“There’s a proverb in Norway that says necessity teaches the naked woman how to knit,” said Bjorn Otto Sverdrup, an executive with Statoil, told the New York Times by way of explaining the ways oil companies are finding new efficiencies to offset the impacts of low oil prices.
Case in point:
In the case of Whiting Petroleum’s Bakken shale holdings in North Dakota, new speed controls on its well pumps reduced equipment repair downtime by 48 percent and helped increase productivity of its wells by 28 percent in recent months.
“Our industry is very slow to adapt to change, so these shake-ups can be good for challenging operators to find better ways to do things,” said Ron Holsey, GE Oil & Gas’s general manager for automatization and optimization.
Statoil is testing new ways to drill and complete wells more efficiently, including replacing diesel for power with natural gas coming from the same field. It is also testing ways to reduce shipments of sand and water in hydraulic fracturing that break and keep open fissures in shale rocks so oil can ooze out. One way is to use bubbly liquefied carbon dioxide to replace some of the water in hydraulic fracturing, a technique Statoil will test this summer in North Dakota.

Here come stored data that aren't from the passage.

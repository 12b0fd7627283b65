//! Recording host used by the uibridge test suites.

use std::collections::VecDeque;
use std::sync::{Mutex, MutexGuard};
use uibridge_core::{CaptureCallback, HostTransport, NodeId, TransportError};

/// Everything the host saw, in arrival order.
#[derive(Clone, Debug, PartialEq)]
pub enum HostEvent {
    Sent(String),
    Capture { node: NodeId, scale: f64 },
}

/// How the host answers capture requests.
pub enum CaptureBehavior {
    Bytes(Vec<u8>),
    Fail(String),
    /// Drop the callback without calling it.
    Drop,
    /// Keep the callback until `complete_held` is called.
    Hold,
}

pub struct RecordingTransport {
    events: Mutex<Vec<HostEvent>>,
    failures: Mutex<VecDeque<TransportError>>,
    reply: String,
    capture: Mutex<CaptureBehavior>,
    held: Mutex<Vec<CaptureCallback>>,
}

fn lock<T>(m: &Mutex<T>) -> MutexGuard<'_, T> {
    m.lock().unwrap()
}

impl RecordingTransport {
    pub fn new() -> Self {
        Self::with_reply("ok")
    }

    pub fn with_reply(reply: impl Into<String>) -> Self {
        Self {
            events: Mutex::new(Vec::new()),
            failures: Mutex::new(VecDeque::new()),
            reply: reply.into(),
            capture: Mutex::new(CaptureBehavior::Bytes(Vec::new())),
            held: Mutex::new(Vec::new()),
        }
    }

    /// Make the next send fail with `error`. Queued failures are used in order.
    pub fn fail_next(&self, error: TransportError) {
        lock(&self.failures).push_back(error);
    }

    pub fn set_capture(&self, behavior: CaptureBehavior) {
        *lock(&self.capture) = behavior;
    }

    /// Resolve the oldest held capture.
    pub fn complete_held(&self, result: Result<Vec<u8>, String>) {
        let callback = lock(&self.held).remove(0);
        callback(result);
    }

    pub fn held_captures(&self) -> usize {
        lock(&self.held).len()
    }

    pub fn events(&self) -> Vec<HostEvent> {
        lock(&self.events).clone()
    }

    /// Raw payloads, including ones the host rejected.
    pub fn sent(&self) -> Vec<String> {
        lock(&self.events)
            .iter()
            .filter_map(|e| match e {
                HostEvent::Sent(payload) => Some(payload.clone()),
                HostEvent::Capture { .. } => None,
            })
            .collect()
    }

    pub fn sent_json(&self) -> Vec<serde_json::Value> {
        self.sent()
            .iter()
            .map(|p| serde_json::from_str(p).unwrap())
            .collect()
    }
}

impl Default for RecordingTransport {
    fn default() -> Self {
        Self::new()
    }
}

impl HostTransport for RecordingTransport {
    fn send(&self, payload: &str) -> Result<String, TransportError> {
        lock(&self.events).push(HostEvent::Sent(payload.to_string()));
        match lock(&self.failures).pop_front() {
            Some(error) => Err(error),
            None => Ok(self.reply.clone()),
        }
    }

    fn capture_to_image(&self, node_id: NodeId, scale: f64, callback: CaptureCallback) {
        lock(&self.events).push(HostEvent::Capture {
            node: node_id,
            scale,
        });
        match &*lock(&self.capture) {
            CaptureBehavior::Bytes(bytes) => callback(Ok(bytes.clone())),
            CaptureBehavior::Fail(message) => callback(Err(message.clone())),
            CaptureBehavior::Drop => drop(callback),
            CaptureBehavior::Hold => lock(&self.held).push(callback),
        }
    }
}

“These things we are working on are everlasting,” said Bill Maloney, another Statoil executive told the Times, “because the perfect well doesn’t go away when the price of oil goes back up.”
That’s a powerful point. When oil prices recover, these newly discovered efficiencies are going to persist making the industry more profitable and nimble than before.
Those are good things! Despite what the anti-fossil fuel activists would have us believe, oil and coal are what our economy runs on. Americans expect to be able to power up all their devices and heat their homes and drive thousands and thousands of miles per year all at prices they can afford.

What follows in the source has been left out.